### Aim of the task:
Instruction for the data below: set down exactly the lines from the line with "to register source_failures" to the line with "to register cloud_latency_ms", inclusive, and no others.

### Data for analysis:
:::
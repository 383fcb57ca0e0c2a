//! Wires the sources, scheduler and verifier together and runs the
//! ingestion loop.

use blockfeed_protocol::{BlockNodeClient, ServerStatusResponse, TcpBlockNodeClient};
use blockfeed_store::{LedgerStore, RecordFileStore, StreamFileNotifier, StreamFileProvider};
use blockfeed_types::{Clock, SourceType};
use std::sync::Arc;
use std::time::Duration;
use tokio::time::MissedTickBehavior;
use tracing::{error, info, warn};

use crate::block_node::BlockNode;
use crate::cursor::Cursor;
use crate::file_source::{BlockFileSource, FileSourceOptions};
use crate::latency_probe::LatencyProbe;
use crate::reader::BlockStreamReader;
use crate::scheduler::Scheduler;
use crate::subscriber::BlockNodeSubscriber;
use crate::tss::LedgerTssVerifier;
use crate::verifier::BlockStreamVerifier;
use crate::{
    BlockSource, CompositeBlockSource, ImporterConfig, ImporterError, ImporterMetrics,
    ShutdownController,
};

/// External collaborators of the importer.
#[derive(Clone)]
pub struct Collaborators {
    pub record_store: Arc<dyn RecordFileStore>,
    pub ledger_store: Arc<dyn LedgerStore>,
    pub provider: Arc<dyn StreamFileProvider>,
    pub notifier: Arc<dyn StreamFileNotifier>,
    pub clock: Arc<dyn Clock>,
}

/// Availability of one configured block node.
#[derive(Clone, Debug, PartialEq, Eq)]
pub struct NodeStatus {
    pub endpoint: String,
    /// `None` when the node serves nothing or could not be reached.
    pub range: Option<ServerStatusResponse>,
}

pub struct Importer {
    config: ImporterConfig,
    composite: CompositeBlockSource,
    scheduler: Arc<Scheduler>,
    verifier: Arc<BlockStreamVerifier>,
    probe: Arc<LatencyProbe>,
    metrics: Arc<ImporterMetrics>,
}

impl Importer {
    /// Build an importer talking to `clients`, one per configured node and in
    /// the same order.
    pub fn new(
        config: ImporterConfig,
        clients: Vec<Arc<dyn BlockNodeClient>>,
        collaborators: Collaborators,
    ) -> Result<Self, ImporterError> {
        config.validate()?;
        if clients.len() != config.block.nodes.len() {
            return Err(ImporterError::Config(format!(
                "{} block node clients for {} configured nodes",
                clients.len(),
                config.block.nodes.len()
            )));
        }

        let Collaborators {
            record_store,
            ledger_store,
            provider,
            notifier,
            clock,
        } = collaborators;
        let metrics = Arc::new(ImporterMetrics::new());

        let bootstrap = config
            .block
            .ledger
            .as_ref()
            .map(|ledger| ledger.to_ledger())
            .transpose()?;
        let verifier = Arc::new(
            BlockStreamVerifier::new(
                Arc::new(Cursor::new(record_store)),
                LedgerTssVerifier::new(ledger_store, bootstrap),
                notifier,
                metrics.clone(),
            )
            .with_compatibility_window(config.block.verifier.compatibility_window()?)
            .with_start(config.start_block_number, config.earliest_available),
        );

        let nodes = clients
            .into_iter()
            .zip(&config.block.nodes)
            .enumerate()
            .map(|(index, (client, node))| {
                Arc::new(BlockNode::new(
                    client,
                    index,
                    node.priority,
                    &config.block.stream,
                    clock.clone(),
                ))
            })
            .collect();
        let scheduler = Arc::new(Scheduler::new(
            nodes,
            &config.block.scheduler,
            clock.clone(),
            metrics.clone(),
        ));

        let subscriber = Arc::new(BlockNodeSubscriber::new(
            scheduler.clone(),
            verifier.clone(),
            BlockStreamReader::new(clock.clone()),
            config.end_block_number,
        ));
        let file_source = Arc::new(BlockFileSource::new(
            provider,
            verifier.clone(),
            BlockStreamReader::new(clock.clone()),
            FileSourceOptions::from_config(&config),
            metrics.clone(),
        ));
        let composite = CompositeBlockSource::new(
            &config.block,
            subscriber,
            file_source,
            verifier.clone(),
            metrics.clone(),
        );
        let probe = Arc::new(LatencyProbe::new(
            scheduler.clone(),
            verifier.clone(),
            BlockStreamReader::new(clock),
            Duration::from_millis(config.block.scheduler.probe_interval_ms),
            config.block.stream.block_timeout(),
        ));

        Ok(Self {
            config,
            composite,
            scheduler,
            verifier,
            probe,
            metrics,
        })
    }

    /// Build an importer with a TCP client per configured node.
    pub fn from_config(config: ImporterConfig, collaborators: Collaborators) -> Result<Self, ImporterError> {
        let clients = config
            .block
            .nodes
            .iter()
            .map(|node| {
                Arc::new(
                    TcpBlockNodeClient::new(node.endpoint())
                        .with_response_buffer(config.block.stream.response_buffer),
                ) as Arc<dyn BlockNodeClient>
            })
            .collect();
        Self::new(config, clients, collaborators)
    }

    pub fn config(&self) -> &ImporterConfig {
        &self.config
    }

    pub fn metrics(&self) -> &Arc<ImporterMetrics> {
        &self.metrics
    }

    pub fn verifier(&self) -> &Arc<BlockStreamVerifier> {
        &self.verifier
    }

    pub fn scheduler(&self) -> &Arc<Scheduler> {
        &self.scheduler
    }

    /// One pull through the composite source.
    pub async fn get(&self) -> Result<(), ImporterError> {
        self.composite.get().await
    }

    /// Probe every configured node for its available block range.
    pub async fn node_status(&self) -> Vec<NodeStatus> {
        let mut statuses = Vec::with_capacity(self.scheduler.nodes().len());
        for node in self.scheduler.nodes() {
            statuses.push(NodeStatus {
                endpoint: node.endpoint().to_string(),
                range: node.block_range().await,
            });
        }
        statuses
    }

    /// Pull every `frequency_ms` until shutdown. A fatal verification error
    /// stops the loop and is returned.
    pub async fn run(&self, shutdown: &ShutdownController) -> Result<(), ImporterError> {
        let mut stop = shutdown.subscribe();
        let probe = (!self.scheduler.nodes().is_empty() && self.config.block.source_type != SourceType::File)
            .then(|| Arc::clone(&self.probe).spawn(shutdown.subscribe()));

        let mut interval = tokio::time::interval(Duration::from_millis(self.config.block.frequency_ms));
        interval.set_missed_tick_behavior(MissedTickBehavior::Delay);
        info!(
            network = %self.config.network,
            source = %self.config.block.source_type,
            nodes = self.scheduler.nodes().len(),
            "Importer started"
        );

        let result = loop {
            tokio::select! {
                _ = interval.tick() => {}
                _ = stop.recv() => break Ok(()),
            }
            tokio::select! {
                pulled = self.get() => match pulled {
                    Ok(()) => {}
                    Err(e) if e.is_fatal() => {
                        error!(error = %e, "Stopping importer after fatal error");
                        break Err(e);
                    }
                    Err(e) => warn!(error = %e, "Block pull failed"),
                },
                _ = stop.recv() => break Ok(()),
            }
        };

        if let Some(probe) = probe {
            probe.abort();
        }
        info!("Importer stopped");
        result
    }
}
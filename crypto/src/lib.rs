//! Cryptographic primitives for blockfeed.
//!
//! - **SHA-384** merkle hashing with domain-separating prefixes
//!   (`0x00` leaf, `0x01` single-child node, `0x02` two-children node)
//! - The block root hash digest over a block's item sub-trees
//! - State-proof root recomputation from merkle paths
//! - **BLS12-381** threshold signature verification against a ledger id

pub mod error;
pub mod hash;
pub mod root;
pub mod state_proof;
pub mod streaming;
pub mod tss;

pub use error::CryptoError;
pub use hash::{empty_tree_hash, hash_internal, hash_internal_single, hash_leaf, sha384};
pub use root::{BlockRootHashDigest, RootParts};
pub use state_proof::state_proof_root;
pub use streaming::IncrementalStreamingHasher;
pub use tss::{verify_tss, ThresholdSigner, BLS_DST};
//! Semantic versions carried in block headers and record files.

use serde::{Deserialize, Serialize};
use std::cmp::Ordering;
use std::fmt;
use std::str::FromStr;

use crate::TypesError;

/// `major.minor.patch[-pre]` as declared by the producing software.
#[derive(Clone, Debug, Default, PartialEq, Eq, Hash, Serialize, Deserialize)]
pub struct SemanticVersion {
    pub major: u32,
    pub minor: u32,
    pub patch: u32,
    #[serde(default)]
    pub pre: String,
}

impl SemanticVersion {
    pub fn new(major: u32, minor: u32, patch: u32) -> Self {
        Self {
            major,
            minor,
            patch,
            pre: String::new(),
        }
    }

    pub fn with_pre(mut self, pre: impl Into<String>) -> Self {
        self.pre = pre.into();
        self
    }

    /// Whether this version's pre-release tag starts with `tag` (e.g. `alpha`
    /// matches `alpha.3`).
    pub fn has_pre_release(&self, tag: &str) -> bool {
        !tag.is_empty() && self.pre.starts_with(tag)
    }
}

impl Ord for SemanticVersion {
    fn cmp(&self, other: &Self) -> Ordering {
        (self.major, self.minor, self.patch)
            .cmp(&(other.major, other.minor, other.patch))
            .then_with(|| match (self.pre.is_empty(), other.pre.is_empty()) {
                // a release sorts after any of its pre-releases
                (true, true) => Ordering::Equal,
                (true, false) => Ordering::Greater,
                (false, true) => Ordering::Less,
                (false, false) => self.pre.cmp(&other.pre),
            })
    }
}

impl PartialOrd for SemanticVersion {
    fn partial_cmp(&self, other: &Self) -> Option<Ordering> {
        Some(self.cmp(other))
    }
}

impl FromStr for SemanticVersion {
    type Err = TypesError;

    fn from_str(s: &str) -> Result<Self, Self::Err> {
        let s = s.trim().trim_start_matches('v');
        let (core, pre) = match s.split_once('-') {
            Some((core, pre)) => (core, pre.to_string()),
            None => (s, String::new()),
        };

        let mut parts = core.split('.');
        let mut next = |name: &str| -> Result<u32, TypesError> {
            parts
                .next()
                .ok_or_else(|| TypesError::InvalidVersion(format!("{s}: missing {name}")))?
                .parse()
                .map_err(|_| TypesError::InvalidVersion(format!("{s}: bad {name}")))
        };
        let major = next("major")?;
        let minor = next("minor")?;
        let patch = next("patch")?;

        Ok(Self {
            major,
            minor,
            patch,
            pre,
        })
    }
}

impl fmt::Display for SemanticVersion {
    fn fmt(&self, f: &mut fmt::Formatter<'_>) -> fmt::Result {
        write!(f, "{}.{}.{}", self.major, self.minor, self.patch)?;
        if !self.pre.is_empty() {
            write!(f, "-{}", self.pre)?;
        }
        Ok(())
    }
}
:::
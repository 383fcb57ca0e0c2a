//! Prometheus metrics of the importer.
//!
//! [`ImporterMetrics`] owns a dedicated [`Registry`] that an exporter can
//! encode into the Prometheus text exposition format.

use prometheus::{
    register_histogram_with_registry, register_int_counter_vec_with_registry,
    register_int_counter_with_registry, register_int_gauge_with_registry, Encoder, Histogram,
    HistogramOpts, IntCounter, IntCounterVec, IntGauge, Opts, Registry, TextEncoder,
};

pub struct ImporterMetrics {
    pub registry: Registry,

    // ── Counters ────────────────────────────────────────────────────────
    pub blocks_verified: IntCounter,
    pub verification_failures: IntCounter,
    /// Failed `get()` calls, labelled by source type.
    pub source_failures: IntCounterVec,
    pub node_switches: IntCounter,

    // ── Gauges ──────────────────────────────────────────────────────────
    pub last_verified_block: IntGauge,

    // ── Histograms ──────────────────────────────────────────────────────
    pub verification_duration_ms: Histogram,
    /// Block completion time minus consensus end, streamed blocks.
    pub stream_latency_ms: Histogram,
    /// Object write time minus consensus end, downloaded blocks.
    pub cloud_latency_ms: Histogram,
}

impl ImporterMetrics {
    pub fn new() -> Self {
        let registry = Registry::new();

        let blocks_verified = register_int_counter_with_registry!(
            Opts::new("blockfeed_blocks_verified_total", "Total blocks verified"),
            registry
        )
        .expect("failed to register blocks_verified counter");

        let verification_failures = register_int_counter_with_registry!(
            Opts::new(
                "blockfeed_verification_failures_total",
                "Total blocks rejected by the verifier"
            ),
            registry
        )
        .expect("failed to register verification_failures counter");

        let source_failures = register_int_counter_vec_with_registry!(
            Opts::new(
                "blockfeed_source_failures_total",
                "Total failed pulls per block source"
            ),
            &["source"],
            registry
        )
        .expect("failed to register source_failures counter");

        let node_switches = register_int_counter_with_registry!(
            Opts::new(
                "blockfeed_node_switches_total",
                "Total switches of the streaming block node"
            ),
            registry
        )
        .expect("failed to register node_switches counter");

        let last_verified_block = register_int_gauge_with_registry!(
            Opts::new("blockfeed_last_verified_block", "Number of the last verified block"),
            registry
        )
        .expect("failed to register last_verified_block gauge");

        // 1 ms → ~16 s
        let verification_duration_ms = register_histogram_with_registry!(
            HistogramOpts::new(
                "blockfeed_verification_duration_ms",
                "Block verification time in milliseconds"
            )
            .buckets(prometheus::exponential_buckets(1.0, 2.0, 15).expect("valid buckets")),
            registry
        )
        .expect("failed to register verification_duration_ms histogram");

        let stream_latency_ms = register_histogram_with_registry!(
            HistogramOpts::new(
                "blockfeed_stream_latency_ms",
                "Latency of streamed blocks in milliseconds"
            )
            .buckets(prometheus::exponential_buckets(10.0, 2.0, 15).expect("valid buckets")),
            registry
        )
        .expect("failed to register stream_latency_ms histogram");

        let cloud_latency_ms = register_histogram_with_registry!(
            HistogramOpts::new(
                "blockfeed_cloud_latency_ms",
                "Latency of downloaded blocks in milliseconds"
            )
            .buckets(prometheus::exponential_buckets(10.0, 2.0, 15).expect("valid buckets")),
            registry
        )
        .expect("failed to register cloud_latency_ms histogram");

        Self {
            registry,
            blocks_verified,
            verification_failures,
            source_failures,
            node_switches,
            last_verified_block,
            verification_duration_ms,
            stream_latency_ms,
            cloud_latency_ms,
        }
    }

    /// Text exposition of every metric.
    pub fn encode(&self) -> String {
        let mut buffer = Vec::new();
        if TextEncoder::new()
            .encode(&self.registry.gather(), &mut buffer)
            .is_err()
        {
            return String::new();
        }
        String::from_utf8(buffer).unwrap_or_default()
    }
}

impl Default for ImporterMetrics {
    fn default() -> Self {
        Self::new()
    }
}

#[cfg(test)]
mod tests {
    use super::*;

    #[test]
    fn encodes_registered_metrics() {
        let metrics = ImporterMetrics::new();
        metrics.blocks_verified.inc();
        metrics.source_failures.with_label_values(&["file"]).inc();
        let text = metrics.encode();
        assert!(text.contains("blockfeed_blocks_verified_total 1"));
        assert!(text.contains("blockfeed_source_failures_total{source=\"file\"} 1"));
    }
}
:::
### Your response:
        .expect("failed to register source_failures counter");

        let node_switches = register_int_counter_with_registry!(
            Opts::new(
                "blockfeed_node_switches_total",
                "Total switches of the streaming block node"
            ),
            registry
        )
        .expect("failed to register node_switches counter");

        let last_verified_block = register_int_gauge_with_registry!(
            Opts::new("blockfeed_last_verified_block", "Number of the last verified block"),
            registry
        )
        .expect("failed to register last_verified_block gauge");

        // 1 ms → ~16 s
        let verification_duration_ms = register_histogram_with_registry!(
            HistogramOpts::new(
                "blockfeed_verification_duration_ms",
                "Block verification time in milliseconds"
            )
            .buckets(prometheus::exponential_buckets(1.0, 2.0, 15).expect("valid buckets")),
            registry
        )
        .expect("failed to register verification_duration_ms histogram");

        let stream_latency_ms = register_histogram_with_registry!(
            HistogramOpts::new(
                "blockfeed_stream_latency_ms",
                "Latency of streamed blocks in milliseconds"
            )
            .buckets(prometheus::exponential_buckets(10.0, 2.0, 15).expect("valid buckets")),
            registry
        )
        .expect("failed to register stream_latency_ms histogram");

        let cloud_latency_ms = register_histogram_with_registry!(
            HistogramOpts::new(
                "blockfeed_cloud_latency_ms",
                "Latency of downloaded blocks in milliseconds"
            )
            .buckets(prometheus::exponential_buckets(10.0, 2.0, 15).expect("valid buckets")),
            registry
        )
        .expect("failed to register cloud_latency_ms histogram");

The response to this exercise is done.